**Required work**
Count every line in the data below where the word "ObstacleType" appears, then state only that count.

**Provided information**
====================

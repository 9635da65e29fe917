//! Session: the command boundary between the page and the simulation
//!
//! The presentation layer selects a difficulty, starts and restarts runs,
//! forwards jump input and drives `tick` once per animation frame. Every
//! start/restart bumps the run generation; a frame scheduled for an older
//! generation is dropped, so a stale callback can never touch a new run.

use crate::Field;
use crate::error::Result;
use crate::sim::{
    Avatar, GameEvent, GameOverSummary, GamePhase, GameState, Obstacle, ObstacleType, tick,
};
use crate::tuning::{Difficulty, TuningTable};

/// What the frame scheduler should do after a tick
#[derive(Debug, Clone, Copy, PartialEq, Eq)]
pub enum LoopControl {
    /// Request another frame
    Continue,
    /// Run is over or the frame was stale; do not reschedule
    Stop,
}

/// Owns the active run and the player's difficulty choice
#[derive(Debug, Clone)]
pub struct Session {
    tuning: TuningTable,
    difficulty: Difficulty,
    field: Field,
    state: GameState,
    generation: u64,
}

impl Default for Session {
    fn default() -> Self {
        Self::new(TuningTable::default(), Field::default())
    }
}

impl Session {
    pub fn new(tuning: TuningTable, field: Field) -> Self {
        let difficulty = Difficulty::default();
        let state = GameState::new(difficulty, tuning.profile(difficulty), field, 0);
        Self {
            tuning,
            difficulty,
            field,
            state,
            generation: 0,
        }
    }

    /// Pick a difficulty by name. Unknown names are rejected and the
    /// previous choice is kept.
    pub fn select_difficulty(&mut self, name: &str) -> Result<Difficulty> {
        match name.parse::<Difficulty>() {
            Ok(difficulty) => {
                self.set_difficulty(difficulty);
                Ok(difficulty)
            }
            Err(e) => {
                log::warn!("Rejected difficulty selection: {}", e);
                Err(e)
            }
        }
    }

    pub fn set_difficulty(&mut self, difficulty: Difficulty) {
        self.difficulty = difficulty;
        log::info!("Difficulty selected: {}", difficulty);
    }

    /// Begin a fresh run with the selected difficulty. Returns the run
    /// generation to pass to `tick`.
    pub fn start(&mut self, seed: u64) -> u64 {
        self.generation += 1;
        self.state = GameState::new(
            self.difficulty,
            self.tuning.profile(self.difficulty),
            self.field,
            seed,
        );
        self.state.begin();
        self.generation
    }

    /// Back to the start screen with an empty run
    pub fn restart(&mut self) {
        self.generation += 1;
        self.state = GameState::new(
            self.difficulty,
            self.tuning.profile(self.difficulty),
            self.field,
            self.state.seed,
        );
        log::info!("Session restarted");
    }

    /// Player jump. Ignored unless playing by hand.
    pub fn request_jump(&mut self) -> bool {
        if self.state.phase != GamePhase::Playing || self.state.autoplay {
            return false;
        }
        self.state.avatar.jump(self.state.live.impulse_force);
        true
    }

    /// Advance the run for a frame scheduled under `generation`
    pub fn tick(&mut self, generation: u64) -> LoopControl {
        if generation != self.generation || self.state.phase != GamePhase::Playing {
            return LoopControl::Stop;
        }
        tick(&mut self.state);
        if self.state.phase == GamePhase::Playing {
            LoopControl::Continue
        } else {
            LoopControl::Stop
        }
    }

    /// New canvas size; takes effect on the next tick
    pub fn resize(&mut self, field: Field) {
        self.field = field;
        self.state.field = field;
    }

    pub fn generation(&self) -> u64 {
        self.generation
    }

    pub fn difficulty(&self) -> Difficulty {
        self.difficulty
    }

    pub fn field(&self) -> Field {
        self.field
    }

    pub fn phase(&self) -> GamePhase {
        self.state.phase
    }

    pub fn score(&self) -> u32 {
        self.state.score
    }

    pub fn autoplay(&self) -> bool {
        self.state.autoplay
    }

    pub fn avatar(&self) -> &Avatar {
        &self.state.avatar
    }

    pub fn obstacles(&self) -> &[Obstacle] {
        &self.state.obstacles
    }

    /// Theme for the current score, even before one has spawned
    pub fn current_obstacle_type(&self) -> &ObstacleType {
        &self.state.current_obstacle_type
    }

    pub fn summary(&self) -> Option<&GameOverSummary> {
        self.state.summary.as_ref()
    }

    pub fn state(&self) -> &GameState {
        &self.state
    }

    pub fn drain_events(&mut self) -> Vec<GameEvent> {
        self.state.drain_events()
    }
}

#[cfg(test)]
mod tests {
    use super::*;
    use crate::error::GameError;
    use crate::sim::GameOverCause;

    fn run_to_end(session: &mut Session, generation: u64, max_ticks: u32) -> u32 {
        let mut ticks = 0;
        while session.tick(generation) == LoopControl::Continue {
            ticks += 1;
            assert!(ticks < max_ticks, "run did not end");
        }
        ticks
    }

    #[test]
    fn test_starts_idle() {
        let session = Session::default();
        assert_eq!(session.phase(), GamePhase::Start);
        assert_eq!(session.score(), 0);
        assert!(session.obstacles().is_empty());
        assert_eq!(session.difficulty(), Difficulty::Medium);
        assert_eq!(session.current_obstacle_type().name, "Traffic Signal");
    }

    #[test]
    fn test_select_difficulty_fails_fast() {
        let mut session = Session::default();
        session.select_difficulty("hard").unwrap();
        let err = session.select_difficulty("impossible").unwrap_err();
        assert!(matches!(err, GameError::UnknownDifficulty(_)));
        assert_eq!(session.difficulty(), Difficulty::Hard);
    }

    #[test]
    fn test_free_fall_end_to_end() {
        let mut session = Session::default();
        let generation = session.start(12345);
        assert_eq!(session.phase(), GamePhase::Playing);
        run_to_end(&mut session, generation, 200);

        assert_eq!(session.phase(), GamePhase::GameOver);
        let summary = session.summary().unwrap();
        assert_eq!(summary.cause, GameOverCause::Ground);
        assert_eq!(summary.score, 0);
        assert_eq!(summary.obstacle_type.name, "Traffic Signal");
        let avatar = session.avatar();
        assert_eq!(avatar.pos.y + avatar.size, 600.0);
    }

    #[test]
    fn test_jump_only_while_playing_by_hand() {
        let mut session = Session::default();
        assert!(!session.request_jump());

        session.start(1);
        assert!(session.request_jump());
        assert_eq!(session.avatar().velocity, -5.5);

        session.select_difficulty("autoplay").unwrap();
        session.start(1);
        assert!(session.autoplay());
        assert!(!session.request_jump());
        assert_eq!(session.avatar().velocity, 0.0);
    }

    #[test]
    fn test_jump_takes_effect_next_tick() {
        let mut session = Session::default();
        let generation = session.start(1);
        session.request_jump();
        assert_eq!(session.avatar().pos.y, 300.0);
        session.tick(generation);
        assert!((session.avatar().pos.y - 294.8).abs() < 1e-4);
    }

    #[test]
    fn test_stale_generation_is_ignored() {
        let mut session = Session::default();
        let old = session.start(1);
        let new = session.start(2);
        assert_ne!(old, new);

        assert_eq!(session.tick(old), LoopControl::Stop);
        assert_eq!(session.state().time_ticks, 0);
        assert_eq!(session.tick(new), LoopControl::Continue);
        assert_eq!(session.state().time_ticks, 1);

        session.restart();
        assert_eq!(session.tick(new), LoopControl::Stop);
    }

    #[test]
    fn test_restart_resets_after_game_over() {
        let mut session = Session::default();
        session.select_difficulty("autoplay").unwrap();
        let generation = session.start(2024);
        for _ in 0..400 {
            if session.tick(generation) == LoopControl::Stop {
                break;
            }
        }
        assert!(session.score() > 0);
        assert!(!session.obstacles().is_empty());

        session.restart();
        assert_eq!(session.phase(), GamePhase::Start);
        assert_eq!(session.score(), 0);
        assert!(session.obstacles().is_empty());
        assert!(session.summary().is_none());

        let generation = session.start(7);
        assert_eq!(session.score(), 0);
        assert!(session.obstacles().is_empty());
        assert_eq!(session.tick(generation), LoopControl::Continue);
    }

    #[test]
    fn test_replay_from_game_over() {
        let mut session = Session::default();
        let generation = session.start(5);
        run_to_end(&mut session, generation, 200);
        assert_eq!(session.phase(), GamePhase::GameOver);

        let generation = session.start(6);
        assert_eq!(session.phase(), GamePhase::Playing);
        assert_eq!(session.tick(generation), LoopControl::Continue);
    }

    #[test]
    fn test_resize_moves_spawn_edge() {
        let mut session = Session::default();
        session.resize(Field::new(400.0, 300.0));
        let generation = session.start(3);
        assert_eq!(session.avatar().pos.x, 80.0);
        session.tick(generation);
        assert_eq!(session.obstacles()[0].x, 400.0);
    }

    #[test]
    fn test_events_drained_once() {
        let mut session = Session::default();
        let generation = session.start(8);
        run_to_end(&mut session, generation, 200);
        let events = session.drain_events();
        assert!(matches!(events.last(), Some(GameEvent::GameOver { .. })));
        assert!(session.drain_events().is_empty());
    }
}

====================

**Solution for this exercise**
2